Escribir es vaciarse. Porque los personajes y la historia están dentro del autor, no solo en su cabeza, sino en todo su cuerpo, en su alma, casi en cada respiración. Al principio, es solo una pequeña idea, sin forma. Un átomo de idea. Puede que sea una frase, la figura de un personaje, una breve escena… Una idea delgada, diminuta, que duerme a pierna suelta y, de pronto, empieza a despertar. Se mueve inquieta, abre un ojo, lo cierra y se da la vuelta. Algo tironea de ella y, aunque no quiera, ya no puede volver a conciliar el sueño. Está en una rara fase de duermevela, sin saber aún si despertará del todo o se evaporará. Entonces a la idea le sucede algo extraño. Empieza a crecer. Unos kilos por aquí, unos centímetros por allá. El proceso es lento, pero imparable. Crece y crece y va ocupando todo el espacio, llenando la mente del escritor de personajes, escenas, diálogos… Y, cuando la mente se queda pequeña, va más allá, se extiende a todas partes hasta colarse en cada rincón de nuestras vidas. Los personajes ya no viven solo en nuestras cabezas, sino que cobran vida propia, se sumergen de lleno en nuestro día a día. Caminan junto a nosotros por la calle, se sientan a nuestro lado en la sala de espera del médico, nos acompañan al supermercado, empiezan a hablar en cuanto nos metemos en la cama y protagonizan brillantes escenas en inoportunos momentos en los que no se puede tomar nota.


Hasta que las palabras lo ocupan todo: desde la boca del estómago hasta la punta de los dedos, apiladas tras el fémur y amontonadas en la garganta. Solo entonces, cuando el mundo parece a punto de explotar, el escritor empieza a vaciarse. Se sienta a escribir y va sacando, poco a poco, todo lo que lleva dentro: esos personajes que ya son de la familia; las brillantes escenas, que sobre el papel siempre brillan menos; las tramas y subtramas, todo lo aprendido en la más o menos larga fase de documentación, cada emoción propia, personal, intransferible, que se colará bajo el texto, y todas las palabras que guardamos dentro, como un preciado tesoro, para dar forma a esa historia que nadie más puede contar.
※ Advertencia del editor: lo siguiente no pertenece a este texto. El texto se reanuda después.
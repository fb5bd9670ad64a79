use crate::controls::CallControls;
use crate::media::{CaptureError, DeviceProvider, LocalMedia, MediaCapture};
use crate::peer::{IceConfig, NegotiationError, PeerEvent, PeerLink};
use crate::session::command::SessionCommand;
use crate::session::navigator::{Destination, Navigator};
use crate::session::state::{SessionPhase, SessionState, SessionView};
use crate::store::{RoomEvent, RoomPatch, RoomStore, StoreError};
use std::sync::Arc;
use std::time::Duration;
use televisit_core::{CandidateDoc, Role, RoomDoc, RoomId, RoomStatus, SessionBlob, UserId};
use thiserror::Error;
use tokio::sync::{mpsc, watch};
use tokio::time::sleep;
use tracing::{debug, error, info, warn};
use webrtc::peer_connection::peer_connection_state::RTCPeerConnectionState;
use webrtc::peer_connection::signaling_state::RTCSignalingState;

#[derive(Debug, Error)]
pub enum SessionError {
    #[error(transparent)]
    Store(#[from] StoreError),
    #[error(transparent)]
    Capture(#[from] CaptureError),
    #[error(transparent)]
    Negotiation(#[from] NegotiationError),
    #[error("peer connection: {0}")]
    Peer(#[from] anyhow::Error),
}

#[derive(Debug, Clone)]
pub struct SessionConfig {
    pub room_id: RoomId,
    pub self_id: UserId,
    pub role: Role,
    pub ice: IceConfig,
    /// How long peers get to observe `ended` before a revoked room's
    /// document is deleted.
    pub revoke_grace: Duration,
    /// Bound on waiting for a local signaling-state transition.
    pub signaling_timeout: Duration,
}

impl SessionConfig {
    pub fn new(room_id: RoomId, self_id: UserId, role: Role) -> Self {
        Self {
            room_id,
            self_id,
            role,
            ice: IceConfig::default(),
            revoke_grace: Duration::from_secs(2),
            signaling_timeout: Duration::from_secs(5),
        }
    }
}

/// Handle the hosting page keeps while the room view is mounted.
/// Dropping it closes the command channel, which the session treats as
/// unmount: full teardown, no redirect.
pub struct SessionHandle {
    commands: mpsc::Sender<SessionCommand>,
    view: watch::Receiver<SessionView>,
}

impl SessionHandle {
    pub async fn send(&self, command: SessionCommand) {
        let _ = self.commands.send(command).await;
    }

    pub fn view(&self) -> watch::Receiver<SessionView> {
        self.view.clone()
    }

    /// Resolves once the session task has fully torn down.
    pub async fn finished(&self) {
        self.commands.closed().await;
    }
}

/// The room session coordinator: drives the join sequence, the
/// offer/answer/ICE exchange relayed through the document store, and
/// the leave/revoke/termination transitions, all on one event loop.
pub struct RoomSession {
    config: SessionConfig,
    store: Arc<dyn RoomStore>,
    devices: Arc<dyn DeviceProvider>,
    navigator: Arc<dyn Navigator>,
    state: SessionState,
    peer: Option<PeerLink>,
    media: LocalMedia,
    controls: Option<CallControls>,
    command_rx: mpsc::Receiver<SessionCommand>,
    peer_tx: mpsc::Sender<PeerEvent>,
    peer_rx: mpsc::Receiver<PeerEvent>,
    view: SessionView,
    view_tx: watch::Sender<SessionView>,
}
El proceso es lento, con pasos hacia delante y retrocesos, a veces con parones imprevistos y a ratos en veloces carreras que nos dejan sin aire, exhaustos y satisfechos, hasta que sacamos todo fuera, lo volcamos sobre el papel, vaciándonos en otras vidas, en palabras que se convierten en párrafos, en párrafos que se amontonan en capítulos, uno tras otro, recogiendo con mayor o menor acierto aquello que quisimos contar. Cuando aparece la palabra “fin”, ya no queda nada dentro. Tan solo una inmensa sensación de vacío y una aterradora soledad. No queda nada.


Escribir es morirse. Y nacer. O, más bien, renacer. Es un espectáculo hermoso, cruel, solitario, doloroso y placentero. Es mentira y es verdad, una verdad que nadie más conoce, que tal vez nadie conocerá nunca, que es solo nuestra, de nadie más.


Escribir es parir. Es dar vida. Vida que creamos, no como dioses engreídos que observan desde las alturas, sino como madres que gestan, aman, sufren, se aterran y sienten el corazón a punto de estallar de felicidad. Y solo después de haber parido, de haber criado, amado, entregado lo mejor de nosotros mismos, de hacerlo lo mejor que supimos, solo entonces podemos empezar a despedirnos, a dejar volar una historia y unos personajes que cada vez son menos nuestros, aunque siempre tendrán un lugar en nuestro corazón. Es tiempo de añoranza, de duelo, pero también de enormes alegrías. Observamos expectantes, entre felices y aterrados, el recibimiento que les hace el mundo y nos paseamos entre las sombras que nos dejaron al irse.


Y, de repente, un día empezamos a llenarnos con otras voces, otras caras, otras historias, otras palabras. Volveremos a nacer y a morir una y otra vez, dejándonos la piel y el alma de nuevo en el papel. Sabemos que dolerá, pero también que merecerá la pena. Cada vez.